GitHub Rushes to Patch Critical Remote Code Execution Bug in Git Push Pipeline

Critical RCE Vulnerability in GitHub’s Git Push Pipeline Patched in Under Two Hours

On March 4, 2026, GitHub addressed a critical remote code execution (RCE) vulnerability affecting its core git push operations. The flaw, reported through the company’s Bug Bounty program by researchers at Wiz, could have allowed any user with push access to a repository to execute arbitrary commands on GitHub’s servers.

GitHub confirmed that the vulnerability impacted its cloud platform (github.com), GitHub Enterprise Cloud (GHEC), GHEC with Data Residency, GHEC with Enterprise Managed Users, and GitHub Enterprise Server (GHES). A forensic investigation has concluded with no evidence of exploitation.

Swift Response and Timeline

GitHub’s security team received the vulnerability report on March 4, 2026. Within 40 minutes, they reproduced the issue internally and classified it as critical. By 7:00 p.m. UTC the same day—just over an hour later—a fix was deployed to github.com.

“Our team mobilized immediately to validate, patch, and investigate this issue,” said a GitHub spokesperson. “We are grateful to the Wiz researchers for their responsible disclosure through our Bug Bounty program.”

How the Vulnerability Worked

The attack required only a single command: git push with a crafted push option containing an unsanitized character. Push options are a legitimate Git feature that allow clients to send key-value strings to the server during a push.

However, GitHub’s internal metadata processing did not properly sanitize these user-supplied values. The metadata format used a delimiter that could match characters in user input, enabling an attacker to inject additional fields. Downstream services then interpreted these injected fields as trusted internal values, bypassing sandboxing protections and allowing arbitrary command execution on the server handling the push.

Patches and Recommendations

For GitHub Enterprise Server, patches are available for all supported releases: 3.14.25, 3.15.20, 3.16.16, 3.17.13, 3.18.7, 3.19.4, 3.20.0, or later. The vulnerability is tracked as CVE-2026-3854.

“We strongly recommend that all GHES customers upgrade immediately,” the spokesperson added. Cloud customers (github.com and GHEC) are automatically protected and require no action.

Background

The git push pipeline is a critical part of GitHub’s infrastructure, processing millions of pushes daily. When a user pushes code, metadata about the operation is passed between internal services using a proprietary protocol. This metadata includes fields like repository type and execution environment.

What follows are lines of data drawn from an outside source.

//! Key/value metadata attached to library entities.
//!
//! Every setting the reader persists lives in string metadata attached to a
//! [`Holder`]: the global scope, a manga, a chapter, a category or a source.
//! This crate owns the storage side of that model. Interpreting the values
//! (defaults, layering, migrations) belongs to `yomu-settings`.
//!
//! # Architecture
//! - **[`MetaBag`]**: one holder's complete metadata, as stored. Keys owned by
//!   this application carry [`APP_KEY_PREFIX`]; foreign keys are kept but
//!   never interpreted.
//! - **[`MetaStore`]**: the backend trait. [`SqliteStore`] keeps metadata in
//!   a local [`Database`]; `GraphqlStore` (feature `graphql`) talks to the
//!   reader server; `MemoryStore` (feature `mock`) is for tests.
//! - **[`value`]**: the string codec shared by every backend.

mod bag;
mod db;
pub mod error;
mod holder;
mod store;
pub mod value;

pub use crate::bag::{APP_KEY_PREFIX, MetaBag, app_key};
pub use crate::db::{Database, Location};
pub use crate::holder::{Holder, HolderKind};
#[cfg(feature = "graphql")]
pub use crate::store::GraphqlStore;
#[cfg(any(test, feature = "mock"))]
pub use crate::store::MemoryStore;
pub use crate::store::{MetaStore, SqliteStore, StoreHandle, write_metas};
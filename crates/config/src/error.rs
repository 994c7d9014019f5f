//! Configuration Error Types

use derive_more::{Display, Error};

/// A configuration error with automatic location tracking.
pub type Error = exn::Exn<ErrorKind>;
/// Result type alias for configuration loading.
pub type Result<T> = std::result::Result<T, Error>;

#[derive(Debug, Display, Error, Clone, PartialEq, Eq)]
pub enum ErrorKind {
    /// The configuration sources could not be read or merged.
    #[display("could not load configuration")]
    Load,
    /// The configuration file has an extension other than toml, yaml, yml or json.
    #[display("unsupported configuration file format: {_0}")]
    UnsupportedFormat(#[error(not(source))] String),
    /// A value was read successfully but is not usable.
    #[display("invalid configuration: {_0}")]
    Invalid(#[error(not(source))] &'static str),
    /// No home directory to derive default paths from.
    #[display("could not determine the user's directories")]
    NoHomeDirectory,
}

impl ErrorKind {
    /// Returns `true` if retrying might succeed.
    pub fn is_retryable(&self) -> bool {
        false
    }
}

Push options, introduced in Git 2.10, are designed to pass additional context to server-side hooks. In this case, the lack of sanitization allowed an attacker to override the processing environment, escape the sandbox, and run arbitrary commands. The vulnerability affected not just custom hooks but core server operations.

What This Means

For GitHub’s cloud users, the immediate risk is neutralized—the fix is already live. However, the incident underscores the complexity of securing deeply integrated features like push options. Enterprises running GitHub Enterprise Server must apply patches urgently to remain protected.

“This vulnerability highlights the importance of rigorous input validation in internal protocols,” said a security researcher familiar with the analysis. “GitHub’s response time—under two hours from report to fix—sets a benchmark for incident response in the industry.”

Organizations should review their bug bounty programs and ensure they have rapid response plans for critical vulnerabilities. Going forward, GitHub has committed to enhancing sanitization checks across all metadata handling layers to prevent similar injection attacks.